[Stored data]
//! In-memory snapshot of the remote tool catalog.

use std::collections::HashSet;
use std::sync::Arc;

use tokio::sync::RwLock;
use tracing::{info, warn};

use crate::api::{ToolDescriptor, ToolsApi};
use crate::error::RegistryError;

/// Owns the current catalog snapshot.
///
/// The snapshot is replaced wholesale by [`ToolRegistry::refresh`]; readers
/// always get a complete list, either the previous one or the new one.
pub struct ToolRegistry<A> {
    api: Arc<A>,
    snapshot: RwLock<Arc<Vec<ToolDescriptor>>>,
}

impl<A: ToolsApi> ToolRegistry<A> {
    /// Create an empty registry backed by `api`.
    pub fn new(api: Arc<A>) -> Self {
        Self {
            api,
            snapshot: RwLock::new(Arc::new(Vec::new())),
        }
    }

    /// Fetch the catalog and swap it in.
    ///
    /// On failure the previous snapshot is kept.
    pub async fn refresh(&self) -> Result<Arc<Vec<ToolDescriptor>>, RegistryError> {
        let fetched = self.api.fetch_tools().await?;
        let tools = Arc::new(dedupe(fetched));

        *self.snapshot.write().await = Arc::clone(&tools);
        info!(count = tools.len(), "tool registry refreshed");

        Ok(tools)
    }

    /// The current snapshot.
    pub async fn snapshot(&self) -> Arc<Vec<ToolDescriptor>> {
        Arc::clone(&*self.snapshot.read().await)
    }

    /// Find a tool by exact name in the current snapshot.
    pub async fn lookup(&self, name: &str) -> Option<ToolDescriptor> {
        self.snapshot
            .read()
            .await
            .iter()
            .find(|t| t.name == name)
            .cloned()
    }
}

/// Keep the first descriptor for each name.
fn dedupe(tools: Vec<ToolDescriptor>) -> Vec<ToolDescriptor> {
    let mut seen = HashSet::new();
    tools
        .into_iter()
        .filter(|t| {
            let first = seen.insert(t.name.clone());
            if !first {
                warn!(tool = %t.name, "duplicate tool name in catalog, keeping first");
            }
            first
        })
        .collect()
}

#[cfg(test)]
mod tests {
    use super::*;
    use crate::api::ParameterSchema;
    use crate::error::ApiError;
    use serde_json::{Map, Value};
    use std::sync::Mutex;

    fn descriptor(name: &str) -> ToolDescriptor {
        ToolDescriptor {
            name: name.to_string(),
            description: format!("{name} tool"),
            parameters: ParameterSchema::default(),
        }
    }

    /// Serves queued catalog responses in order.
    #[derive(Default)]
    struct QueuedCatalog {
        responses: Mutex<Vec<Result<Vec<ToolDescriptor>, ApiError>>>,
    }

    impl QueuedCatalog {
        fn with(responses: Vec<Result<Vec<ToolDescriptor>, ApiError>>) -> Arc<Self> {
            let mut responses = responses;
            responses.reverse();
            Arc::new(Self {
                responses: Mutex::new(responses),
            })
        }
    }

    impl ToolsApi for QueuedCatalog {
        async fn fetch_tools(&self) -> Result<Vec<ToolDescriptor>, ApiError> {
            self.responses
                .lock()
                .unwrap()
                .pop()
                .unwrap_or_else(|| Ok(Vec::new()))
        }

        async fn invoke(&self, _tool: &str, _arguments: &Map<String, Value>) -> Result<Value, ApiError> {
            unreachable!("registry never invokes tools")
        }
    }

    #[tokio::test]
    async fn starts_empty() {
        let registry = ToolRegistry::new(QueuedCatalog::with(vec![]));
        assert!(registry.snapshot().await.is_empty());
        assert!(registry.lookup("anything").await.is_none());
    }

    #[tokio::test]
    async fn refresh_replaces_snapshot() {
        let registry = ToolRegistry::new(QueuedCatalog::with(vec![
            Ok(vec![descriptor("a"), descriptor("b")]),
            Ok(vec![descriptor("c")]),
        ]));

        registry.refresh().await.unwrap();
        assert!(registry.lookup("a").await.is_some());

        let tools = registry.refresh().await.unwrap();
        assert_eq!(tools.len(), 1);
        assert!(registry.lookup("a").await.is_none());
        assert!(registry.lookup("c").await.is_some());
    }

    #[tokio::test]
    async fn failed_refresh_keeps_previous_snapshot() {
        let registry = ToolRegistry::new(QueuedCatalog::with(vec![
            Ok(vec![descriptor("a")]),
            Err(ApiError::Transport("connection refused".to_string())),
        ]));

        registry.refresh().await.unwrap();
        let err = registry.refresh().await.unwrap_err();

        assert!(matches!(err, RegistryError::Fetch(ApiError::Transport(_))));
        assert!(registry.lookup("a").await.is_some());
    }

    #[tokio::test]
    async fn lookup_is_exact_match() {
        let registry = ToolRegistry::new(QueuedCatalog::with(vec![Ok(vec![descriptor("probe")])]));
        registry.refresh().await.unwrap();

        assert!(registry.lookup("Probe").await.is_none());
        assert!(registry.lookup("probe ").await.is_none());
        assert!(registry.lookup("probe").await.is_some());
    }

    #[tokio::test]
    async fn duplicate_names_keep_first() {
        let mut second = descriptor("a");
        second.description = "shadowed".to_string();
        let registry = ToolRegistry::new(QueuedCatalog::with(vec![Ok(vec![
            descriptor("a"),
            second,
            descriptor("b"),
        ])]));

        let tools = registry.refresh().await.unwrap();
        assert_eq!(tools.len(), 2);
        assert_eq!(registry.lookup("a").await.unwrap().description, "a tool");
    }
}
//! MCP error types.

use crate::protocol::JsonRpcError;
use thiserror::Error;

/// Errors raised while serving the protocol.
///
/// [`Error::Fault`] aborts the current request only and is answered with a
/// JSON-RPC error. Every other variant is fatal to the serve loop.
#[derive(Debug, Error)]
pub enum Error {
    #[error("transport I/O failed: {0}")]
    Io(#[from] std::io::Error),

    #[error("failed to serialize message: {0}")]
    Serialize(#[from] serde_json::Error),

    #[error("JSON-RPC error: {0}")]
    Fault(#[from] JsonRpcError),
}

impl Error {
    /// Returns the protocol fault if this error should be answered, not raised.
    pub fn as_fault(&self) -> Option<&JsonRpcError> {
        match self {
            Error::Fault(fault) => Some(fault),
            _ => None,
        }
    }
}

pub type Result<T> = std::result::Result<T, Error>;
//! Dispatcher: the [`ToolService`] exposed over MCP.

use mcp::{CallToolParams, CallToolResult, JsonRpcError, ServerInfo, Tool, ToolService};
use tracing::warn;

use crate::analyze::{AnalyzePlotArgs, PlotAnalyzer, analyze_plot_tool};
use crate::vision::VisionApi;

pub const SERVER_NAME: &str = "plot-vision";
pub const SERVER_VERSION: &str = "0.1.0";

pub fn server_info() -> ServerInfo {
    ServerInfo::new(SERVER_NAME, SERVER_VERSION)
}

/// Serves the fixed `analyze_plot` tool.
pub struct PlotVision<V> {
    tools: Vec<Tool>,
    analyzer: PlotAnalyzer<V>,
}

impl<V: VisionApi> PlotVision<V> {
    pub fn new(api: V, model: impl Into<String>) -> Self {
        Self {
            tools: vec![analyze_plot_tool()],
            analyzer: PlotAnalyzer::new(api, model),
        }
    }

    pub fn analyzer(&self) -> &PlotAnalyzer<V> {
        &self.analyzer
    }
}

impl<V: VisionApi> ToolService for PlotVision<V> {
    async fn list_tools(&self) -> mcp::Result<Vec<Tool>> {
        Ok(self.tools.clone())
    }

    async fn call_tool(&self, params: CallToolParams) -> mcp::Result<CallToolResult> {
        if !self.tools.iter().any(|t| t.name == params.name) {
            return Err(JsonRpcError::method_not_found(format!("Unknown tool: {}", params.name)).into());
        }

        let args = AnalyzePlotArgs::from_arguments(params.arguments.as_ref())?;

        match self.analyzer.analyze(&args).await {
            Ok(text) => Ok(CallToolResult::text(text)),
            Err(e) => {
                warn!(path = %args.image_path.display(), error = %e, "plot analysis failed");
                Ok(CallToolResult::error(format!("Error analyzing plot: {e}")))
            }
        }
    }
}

● **Your instructions**:
Both end lines included, restate word for word the lines above from the line with "assert_eq!(tools.len(), 1);" to the line with "async fn lookup_is_exact_match()", and nothing else.

● **Response to this exercise**:
        assert_eq!(tools.len(), 1);
        assert!(registry.lookup("a").await.is_none());
        assert!(registry.lookup("c").await.is_some());
    }

    #[tokio::test]
    async fn failed_refresh_keeps_previous_snapshot() {
        let registry = ToolRegistry::new(QueuedCatalog::with(vec![
            Ok(vec![descriptor("a")]),
            Err(ApiError::Transport("connection refused".to_string())),
        ]));

        registry.refresh().await.unwrap();
        let err = registry.refresh().await.unwrap_err();

        assert!(matches!(err, RegistryError::Fetch(ApiError::Transport(_))));
        assert!(registry.lookup("a").await.is_some());
    }

    #[tokio::test]
    async fn lookup_is_exact_match() {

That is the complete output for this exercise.